Problem details:
Nothing beyond the line containing "the detected encoding." should be printed; print each line exactly from the first line of the listing below through it.

☆ ☆ ☆ ☆ ☆ ☆ ☆

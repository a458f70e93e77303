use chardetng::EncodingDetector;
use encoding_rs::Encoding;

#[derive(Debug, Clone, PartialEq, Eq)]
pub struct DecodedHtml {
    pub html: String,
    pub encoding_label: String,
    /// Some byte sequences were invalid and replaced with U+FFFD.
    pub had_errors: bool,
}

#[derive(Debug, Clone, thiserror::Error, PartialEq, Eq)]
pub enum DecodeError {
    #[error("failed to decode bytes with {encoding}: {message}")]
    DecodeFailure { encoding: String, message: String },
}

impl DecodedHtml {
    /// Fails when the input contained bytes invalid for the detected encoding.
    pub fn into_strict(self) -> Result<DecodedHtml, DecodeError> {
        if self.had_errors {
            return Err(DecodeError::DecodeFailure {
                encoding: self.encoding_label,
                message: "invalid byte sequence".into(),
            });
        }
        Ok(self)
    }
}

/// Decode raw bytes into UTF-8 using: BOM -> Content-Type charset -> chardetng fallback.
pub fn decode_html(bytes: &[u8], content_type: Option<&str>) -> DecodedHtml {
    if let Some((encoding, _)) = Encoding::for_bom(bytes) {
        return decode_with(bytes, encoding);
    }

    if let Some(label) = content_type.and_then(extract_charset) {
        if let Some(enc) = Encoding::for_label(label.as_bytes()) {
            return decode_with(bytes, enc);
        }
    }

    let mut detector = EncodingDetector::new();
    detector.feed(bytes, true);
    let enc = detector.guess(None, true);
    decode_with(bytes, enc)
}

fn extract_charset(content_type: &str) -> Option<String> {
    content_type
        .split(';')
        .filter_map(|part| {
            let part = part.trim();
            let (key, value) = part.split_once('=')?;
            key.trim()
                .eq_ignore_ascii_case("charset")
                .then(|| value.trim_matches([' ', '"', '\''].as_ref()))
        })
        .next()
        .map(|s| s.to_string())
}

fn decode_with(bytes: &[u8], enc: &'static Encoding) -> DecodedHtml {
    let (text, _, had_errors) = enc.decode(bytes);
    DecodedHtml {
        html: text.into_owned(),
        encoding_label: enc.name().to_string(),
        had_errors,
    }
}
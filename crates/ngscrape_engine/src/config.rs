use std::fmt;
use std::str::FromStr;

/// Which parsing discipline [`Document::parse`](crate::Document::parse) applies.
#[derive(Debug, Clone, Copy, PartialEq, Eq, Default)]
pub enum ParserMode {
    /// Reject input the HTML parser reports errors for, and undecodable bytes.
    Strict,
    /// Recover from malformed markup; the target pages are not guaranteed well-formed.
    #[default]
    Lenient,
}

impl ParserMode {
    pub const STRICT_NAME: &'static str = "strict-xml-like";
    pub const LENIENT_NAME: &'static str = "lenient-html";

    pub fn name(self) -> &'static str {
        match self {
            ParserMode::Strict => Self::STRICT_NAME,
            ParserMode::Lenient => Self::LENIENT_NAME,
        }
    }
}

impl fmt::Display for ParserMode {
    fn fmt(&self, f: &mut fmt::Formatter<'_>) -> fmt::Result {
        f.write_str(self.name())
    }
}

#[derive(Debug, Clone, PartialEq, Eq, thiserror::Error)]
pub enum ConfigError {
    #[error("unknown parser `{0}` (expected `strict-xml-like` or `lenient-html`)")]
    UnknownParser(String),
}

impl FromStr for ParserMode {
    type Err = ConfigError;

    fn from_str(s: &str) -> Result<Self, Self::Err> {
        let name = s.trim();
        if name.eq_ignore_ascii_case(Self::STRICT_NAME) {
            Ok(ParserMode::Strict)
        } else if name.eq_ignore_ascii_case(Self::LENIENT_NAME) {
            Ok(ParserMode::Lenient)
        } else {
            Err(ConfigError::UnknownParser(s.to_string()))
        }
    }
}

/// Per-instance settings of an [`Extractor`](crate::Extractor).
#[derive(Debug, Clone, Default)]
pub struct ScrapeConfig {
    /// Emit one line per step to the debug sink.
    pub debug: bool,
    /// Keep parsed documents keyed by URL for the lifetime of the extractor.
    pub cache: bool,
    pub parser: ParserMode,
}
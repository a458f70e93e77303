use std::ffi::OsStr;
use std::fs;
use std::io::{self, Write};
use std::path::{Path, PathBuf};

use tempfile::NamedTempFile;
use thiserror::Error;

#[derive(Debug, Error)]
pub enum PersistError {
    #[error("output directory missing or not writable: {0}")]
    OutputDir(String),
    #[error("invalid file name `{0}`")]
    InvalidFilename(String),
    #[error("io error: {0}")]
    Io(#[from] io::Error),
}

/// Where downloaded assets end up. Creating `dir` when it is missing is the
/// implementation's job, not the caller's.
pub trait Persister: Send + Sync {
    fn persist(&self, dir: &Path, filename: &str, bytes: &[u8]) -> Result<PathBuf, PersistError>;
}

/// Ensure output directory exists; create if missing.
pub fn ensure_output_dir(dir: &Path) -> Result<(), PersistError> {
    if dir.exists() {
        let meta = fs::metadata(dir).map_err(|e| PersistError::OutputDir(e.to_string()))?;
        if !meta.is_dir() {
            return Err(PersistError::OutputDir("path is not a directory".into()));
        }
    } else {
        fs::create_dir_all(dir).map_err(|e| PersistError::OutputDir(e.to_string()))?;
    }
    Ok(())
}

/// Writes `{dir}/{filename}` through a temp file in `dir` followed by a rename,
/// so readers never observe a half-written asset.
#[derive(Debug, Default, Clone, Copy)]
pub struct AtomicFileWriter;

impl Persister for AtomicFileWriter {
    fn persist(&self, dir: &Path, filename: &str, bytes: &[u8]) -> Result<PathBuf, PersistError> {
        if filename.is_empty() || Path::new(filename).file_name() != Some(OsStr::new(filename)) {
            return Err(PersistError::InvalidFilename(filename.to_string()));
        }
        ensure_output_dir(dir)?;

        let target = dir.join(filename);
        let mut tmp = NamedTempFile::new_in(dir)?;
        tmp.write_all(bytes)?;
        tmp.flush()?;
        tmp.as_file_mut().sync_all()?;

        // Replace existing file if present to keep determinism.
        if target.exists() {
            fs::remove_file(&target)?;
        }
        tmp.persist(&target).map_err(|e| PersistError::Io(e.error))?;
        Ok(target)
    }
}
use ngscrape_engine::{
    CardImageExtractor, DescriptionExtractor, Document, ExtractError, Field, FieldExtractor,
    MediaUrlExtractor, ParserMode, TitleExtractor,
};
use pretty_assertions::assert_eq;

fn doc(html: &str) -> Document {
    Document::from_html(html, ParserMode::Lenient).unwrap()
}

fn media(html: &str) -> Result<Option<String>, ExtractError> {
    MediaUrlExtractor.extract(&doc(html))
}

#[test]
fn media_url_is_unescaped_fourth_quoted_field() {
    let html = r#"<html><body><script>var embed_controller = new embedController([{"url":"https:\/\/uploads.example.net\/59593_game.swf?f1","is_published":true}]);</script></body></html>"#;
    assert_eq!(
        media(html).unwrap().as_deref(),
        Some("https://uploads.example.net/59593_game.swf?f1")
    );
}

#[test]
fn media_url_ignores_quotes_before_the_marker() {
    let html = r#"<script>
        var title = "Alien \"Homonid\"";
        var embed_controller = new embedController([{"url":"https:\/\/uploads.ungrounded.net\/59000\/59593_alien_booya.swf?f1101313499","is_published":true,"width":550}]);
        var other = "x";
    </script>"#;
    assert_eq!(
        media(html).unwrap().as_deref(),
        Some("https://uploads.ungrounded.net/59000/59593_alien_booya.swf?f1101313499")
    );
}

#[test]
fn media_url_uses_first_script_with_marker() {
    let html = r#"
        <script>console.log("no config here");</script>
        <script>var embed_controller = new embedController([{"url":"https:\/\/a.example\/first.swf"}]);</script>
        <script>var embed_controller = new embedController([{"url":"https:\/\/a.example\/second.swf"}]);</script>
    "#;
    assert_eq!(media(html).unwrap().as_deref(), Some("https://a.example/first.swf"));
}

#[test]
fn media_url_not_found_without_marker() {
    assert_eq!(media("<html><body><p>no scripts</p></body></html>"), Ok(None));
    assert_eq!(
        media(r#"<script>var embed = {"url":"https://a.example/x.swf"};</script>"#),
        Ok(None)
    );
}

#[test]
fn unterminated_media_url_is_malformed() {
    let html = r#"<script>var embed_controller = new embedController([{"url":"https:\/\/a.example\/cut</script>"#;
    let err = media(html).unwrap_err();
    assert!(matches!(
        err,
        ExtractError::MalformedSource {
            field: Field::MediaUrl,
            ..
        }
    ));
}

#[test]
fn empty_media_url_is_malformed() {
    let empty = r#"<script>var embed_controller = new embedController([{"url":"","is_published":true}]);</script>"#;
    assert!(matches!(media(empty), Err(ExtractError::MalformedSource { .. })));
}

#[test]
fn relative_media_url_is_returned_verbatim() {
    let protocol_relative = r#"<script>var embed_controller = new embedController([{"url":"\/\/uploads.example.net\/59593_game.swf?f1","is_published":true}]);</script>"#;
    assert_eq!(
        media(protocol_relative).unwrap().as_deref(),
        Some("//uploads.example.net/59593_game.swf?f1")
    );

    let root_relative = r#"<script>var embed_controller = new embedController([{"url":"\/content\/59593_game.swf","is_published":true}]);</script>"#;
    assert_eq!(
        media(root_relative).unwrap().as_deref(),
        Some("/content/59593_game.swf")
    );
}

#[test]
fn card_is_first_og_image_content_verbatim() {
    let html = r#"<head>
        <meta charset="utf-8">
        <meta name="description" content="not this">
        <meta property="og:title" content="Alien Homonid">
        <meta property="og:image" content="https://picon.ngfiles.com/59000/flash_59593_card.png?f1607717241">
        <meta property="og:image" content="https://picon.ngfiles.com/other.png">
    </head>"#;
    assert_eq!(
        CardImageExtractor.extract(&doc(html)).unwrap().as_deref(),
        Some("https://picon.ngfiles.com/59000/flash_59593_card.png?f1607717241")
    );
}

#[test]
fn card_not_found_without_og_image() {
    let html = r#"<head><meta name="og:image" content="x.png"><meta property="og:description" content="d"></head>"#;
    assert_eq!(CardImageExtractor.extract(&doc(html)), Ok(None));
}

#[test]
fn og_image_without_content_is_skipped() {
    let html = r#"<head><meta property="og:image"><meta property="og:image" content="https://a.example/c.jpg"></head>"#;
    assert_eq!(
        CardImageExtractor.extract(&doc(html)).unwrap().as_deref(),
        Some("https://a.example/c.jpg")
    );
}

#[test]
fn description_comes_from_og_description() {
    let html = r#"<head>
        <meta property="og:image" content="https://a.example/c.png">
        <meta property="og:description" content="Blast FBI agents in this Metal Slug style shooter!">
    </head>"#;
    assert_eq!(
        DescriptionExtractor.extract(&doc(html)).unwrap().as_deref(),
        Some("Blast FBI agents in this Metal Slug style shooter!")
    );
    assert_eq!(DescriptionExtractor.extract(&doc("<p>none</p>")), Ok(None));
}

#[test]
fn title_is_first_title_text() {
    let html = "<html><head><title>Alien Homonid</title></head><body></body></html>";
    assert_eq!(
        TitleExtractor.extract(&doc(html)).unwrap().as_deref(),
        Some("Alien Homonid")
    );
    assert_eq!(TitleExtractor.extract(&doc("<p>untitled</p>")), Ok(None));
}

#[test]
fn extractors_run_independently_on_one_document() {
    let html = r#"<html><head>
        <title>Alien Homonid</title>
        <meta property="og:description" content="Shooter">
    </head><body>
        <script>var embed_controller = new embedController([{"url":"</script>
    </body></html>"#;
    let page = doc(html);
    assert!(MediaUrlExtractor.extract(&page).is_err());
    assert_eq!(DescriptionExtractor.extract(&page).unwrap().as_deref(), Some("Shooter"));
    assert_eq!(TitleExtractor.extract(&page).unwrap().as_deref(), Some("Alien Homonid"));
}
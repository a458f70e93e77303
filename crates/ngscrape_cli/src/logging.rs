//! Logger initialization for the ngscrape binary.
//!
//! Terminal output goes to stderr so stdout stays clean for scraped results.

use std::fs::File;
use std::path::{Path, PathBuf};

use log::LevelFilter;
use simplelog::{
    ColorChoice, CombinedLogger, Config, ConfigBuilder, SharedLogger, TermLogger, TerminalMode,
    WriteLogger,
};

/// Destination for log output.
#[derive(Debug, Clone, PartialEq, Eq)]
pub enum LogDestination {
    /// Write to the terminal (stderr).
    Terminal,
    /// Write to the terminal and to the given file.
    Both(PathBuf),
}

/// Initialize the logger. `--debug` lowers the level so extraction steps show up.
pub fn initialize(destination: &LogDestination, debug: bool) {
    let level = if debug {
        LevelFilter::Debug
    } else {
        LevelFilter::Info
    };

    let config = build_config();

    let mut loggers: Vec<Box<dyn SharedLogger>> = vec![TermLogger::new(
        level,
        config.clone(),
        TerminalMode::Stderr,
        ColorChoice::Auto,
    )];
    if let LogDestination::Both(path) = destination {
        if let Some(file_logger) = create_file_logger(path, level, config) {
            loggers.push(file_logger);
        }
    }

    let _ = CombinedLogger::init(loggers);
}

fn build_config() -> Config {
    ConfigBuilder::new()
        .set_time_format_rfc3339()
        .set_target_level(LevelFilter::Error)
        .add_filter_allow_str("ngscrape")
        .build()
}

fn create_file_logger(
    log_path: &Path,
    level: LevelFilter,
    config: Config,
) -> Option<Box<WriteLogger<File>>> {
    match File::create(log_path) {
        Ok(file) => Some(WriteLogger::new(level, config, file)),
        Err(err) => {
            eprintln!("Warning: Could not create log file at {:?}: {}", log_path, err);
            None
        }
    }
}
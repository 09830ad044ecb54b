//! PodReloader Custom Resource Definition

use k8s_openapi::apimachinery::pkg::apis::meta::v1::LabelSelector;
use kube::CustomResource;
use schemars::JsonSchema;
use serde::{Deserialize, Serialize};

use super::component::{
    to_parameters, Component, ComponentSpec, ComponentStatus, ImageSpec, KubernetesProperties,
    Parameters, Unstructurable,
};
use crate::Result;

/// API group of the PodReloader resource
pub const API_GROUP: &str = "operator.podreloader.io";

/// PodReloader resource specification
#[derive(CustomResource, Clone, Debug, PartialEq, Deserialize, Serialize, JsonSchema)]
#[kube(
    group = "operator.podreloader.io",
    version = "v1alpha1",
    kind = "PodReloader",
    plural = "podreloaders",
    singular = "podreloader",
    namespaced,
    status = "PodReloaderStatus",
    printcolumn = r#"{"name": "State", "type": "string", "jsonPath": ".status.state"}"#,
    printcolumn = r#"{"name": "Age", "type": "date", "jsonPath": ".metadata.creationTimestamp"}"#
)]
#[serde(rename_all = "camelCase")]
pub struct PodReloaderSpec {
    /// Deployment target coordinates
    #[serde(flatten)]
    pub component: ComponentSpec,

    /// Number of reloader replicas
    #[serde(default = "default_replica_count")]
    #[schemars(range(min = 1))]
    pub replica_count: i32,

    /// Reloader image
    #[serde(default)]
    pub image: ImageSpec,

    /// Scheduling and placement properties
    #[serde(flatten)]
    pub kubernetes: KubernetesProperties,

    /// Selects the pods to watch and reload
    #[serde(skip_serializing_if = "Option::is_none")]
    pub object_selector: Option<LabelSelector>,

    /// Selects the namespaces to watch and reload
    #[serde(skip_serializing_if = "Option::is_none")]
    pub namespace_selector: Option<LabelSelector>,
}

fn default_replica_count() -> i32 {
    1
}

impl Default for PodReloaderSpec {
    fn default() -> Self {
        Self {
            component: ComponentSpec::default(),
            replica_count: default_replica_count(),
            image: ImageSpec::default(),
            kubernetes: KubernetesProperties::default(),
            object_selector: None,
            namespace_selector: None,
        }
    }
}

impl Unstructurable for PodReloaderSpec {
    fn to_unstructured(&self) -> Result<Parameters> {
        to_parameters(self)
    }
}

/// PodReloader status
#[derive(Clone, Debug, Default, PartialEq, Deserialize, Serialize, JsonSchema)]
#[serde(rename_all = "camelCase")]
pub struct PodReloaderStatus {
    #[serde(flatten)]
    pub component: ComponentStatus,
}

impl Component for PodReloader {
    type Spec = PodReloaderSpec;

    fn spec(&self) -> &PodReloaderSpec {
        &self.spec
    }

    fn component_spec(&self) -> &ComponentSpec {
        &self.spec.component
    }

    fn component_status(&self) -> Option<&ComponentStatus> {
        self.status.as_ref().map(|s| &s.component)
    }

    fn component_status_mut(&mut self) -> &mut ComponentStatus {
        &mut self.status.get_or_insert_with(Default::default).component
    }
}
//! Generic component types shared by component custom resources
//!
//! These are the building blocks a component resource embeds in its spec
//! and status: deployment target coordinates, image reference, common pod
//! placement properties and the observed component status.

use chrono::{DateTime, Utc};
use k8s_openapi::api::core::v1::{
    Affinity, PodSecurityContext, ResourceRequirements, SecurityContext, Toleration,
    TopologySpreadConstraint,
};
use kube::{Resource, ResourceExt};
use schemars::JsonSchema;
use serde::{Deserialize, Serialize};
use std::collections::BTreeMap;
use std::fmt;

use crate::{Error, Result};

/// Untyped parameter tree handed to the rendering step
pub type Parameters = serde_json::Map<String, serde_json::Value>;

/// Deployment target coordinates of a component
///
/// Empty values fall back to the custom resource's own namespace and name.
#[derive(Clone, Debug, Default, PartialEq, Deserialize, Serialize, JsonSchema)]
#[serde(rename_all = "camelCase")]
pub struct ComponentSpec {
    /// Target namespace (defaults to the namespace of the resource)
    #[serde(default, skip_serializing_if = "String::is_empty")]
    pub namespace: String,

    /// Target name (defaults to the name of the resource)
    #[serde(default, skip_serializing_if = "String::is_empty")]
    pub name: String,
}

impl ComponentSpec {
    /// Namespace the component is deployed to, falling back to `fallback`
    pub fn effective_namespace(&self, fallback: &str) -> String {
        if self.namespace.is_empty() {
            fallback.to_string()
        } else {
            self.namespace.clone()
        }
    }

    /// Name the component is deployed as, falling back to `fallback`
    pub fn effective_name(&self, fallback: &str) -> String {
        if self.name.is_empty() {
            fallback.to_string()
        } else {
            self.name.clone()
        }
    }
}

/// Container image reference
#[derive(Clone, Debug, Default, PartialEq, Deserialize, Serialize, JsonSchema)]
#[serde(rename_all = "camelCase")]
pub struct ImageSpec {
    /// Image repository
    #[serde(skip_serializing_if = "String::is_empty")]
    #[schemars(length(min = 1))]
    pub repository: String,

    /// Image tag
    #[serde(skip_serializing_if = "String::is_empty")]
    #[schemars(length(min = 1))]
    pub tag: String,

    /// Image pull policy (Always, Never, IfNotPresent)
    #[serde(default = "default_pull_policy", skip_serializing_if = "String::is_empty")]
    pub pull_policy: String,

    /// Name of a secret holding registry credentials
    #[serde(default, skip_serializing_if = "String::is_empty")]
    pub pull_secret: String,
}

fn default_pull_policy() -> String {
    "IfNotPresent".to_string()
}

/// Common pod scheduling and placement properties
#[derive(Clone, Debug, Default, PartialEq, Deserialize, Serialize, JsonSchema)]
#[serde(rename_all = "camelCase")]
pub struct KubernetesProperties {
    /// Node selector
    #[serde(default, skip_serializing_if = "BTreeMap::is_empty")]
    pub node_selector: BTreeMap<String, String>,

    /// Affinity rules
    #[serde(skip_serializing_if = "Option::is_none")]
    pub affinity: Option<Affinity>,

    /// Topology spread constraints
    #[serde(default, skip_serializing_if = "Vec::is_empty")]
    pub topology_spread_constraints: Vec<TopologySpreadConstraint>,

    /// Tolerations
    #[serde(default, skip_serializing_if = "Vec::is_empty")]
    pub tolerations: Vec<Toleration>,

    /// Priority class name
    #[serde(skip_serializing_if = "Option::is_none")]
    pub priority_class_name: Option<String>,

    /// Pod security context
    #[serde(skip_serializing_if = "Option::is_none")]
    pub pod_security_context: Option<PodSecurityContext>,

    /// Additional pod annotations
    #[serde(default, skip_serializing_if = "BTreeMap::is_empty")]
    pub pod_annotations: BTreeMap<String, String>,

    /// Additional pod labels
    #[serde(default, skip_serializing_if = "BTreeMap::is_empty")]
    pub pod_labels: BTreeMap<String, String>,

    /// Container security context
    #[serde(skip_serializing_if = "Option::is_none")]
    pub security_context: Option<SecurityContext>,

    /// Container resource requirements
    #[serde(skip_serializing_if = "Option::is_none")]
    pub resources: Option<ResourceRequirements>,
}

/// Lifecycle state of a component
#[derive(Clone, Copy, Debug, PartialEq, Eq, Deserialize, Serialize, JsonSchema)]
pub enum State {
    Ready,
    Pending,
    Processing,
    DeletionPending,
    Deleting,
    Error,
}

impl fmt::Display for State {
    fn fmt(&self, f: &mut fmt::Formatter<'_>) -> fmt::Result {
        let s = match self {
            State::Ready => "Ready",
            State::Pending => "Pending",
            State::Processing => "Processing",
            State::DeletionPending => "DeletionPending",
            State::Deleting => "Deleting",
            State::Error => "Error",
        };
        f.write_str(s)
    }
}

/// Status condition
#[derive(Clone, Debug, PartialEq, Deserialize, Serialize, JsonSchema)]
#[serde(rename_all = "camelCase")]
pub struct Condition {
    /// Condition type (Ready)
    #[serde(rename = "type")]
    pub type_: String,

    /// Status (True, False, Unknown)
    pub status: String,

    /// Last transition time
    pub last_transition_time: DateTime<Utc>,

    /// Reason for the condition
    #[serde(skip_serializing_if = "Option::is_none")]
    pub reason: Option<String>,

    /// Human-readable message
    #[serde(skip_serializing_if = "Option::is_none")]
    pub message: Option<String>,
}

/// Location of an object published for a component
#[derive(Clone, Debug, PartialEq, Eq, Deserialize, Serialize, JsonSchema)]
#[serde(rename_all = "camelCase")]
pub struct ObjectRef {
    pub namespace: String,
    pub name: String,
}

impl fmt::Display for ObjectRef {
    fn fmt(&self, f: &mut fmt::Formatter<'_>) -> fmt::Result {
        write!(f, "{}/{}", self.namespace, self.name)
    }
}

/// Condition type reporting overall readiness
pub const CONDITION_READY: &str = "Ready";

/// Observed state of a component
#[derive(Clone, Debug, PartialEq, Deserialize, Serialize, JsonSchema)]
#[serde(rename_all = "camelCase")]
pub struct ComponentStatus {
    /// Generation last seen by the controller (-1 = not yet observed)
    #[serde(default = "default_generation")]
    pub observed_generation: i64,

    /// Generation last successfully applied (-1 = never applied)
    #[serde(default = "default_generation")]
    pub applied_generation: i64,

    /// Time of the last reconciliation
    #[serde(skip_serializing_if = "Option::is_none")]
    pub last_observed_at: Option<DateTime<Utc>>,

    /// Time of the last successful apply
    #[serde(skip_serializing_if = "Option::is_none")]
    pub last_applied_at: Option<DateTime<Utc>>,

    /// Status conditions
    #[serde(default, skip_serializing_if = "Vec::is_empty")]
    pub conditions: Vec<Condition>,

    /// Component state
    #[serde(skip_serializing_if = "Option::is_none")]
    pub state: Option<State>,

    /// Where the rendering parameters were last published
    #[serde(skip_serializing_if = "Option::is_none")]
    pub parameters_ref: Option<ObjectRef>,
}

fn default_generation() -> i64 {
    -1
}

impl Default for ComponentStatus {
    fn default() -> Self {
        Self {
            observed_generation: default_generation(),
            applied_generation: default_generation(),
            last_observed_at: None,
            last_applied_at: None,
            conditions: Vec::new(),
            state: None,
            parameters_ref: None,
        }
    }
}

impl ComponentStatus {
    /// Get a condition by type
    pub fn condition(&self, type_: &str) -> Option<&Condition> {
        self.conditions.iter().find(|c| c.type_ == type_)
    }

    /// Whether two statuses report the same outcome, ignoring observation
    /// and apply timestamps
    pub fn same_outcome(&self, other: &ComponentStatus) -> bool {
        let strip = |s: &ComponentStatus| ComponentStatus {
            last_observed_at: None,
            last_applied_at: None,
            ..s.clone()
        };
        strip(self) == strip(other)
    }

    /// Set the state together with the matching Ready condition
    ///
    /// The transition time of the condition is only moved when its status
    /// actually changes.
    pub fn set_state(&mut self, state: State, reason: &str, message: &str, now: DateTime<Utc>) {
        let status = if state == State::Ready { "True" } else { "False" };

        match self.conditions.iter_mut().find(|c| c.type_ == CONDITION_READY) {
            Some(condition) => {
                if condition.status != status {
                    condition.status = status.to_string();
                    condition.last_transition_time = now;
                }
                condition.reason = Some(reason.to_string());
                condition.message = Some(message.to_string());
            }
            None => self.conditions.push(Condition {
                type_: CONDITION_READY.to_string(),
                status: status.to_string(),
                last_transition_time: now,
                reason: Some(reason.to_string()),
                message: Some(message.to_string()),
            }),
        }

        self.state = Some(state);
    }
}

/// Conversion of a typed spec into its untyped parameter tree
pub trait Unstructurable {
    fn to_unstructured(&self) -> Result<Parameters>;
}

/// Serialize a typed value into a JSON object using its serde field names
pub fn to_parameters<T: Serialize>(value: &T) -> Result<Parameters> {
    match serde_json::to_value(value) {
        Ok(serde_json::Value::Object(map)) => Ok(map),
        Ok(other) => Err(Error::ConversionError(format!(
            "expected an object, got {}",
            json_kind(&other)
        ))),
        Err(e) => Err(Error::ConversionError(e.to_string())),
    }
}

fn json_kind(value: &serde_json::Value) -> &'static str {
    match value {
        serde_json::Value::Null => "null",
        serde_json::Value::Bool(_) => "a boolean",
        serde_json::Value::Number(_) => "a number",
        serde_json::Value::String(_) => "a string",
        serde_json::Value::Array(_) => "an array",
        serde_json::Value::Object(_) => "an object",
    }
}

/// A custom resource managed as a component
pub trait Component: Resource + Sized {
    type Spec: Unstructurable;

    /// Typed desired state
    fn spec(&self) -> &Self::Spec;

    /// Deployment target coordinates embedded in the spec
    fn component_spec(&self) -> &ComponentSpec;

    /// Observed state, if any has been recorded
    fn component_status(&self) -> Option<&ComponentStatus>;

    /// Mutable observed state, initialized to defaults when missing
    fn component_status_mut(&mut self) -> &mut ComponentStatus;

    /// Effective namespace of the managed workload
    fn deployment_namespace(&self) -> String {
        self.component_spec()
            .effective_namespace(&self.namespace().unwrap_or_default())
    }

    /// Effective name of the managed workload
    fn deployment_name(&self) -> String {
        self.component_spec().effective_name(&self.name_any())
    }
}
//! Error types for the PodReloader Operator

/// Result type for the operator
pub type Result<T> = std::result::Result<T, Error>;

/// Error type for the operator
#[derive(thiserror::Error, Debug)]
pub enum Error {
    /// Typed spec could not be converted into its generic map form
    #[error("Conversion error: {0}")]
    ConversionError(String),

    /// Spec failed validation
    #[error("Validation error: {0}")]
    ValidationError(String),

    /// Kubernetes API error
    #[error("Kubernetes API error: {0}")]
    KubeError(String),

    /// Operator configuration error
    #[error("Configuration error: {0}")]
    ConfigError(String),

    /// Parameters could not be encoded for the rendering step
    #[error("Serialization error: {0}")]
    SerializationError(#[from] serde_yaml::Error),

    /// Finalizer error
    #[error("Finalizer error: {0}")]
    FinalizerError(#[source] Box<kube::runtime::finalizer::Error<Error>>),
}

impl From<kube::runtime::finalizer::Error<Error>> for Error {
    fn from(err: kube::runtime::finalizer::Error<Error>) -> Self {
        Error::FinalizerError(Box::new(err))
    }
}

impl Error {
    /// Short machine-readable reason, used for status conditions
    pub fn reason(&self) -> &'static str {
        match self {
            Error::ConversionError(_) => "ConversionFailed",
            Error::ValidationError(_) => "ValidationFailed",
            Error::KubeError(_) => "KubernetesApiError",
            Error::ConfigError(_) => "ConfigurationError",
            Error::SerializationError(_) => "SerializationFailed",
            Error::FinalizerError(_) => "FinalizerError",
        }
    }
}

☆ ☆ ☆ ☆ ☆ ☆ ☆

Solution to this exercise:
repository a458f70e93e77303
use chardetng::EncodingDetector;
use encoding_rs::Encoding;

#[derive(Debug, Clone, PartialEq, Eq)]
pub struct DecodedHtml {
    pub html: String,
    pub encoding_label: String,
    /// Some byte sequences were invalid and replaced with U+FFFD.
    pub had_errors: bool,
}

#[derive(Debug, Clone, thiserror::Error, PartialEq, Eq)]
pub enum DecodeError {
    #[error("failed to decode bytes with {encoding}: {message}")]
    DecodeFailure { encoding: String, message: String },
}

impl DecodedHtml {
    /// Fails when the input contained bytes invalid for the detected encoding.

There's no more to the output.